[Start of section]

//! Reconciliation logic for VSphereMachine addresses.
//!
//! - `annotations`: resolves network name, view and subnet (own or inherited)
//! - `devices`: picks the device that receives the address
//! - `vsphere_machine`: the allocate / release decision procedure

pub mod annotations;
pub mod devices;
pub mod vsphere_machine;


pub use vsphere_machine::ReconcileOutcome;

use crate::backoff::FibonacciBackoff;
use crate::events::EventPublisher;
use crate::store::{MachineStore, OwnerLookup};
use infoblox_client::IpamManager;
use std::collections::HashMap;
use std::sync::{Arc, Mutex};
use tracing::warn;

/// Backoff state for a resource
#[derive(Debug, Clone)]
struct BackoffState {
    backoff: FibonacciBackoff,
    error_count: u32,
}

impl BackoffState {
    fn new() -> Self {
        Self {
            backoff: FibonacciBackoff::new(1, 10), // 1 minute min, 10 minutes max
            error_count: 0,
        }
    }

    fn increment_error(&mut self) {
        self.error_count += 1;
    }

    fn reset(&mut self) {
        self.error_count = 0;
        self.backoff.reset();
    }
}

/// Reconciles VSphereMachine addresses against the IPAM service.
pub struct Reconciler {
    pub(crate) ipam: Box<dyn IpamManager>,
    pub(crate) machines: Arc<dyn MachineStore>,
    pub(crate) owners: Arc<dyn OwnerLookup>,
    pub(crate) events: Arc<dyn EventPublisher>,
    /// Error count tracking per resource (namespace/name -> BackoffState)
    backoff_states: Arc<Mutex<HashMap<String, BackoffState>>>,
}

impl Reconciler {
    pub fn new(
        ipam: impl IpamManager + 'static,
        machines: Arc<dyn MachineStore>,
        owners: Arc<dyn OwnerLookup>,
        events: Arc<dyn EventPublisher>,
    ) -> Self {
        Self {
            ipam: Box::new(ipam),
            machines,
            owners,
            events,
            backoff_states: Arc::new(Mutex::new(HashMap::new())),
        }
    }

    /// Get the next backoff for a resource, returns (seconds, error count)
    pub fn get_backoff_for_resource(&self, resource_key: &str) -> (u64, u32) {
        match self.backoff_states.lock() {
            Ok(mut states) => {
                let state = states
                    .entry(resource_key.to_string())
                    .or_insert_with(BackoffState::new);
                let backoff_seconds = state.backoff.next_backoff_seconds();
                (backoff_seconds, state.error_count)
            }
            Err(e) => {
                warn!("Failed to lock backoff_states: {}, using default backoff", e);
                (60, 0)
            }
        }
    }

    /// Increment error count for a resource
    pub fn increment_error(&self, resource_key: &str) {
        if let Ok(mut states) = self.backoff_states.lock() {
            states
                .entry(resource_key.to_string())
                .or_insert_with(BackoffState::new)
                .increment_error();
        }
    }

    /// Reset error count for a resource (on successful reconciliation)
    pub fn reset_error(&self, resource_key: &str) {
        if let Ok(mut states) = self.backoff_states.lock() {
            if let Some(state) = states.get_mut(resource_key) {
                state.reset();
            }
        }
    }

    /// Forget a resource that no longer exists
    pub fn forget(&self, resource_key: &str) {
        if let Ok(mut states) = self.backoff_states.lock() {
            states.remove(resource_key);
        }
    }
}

[End of section]

Only lines holding the word "events" are wanted; copy each one from the listing.

use crate::events::EventPublisher;
    pub(crate) events: Arc<dyn EventPublisher>,
        events: Arc<dyn EventPublisher>,
            events,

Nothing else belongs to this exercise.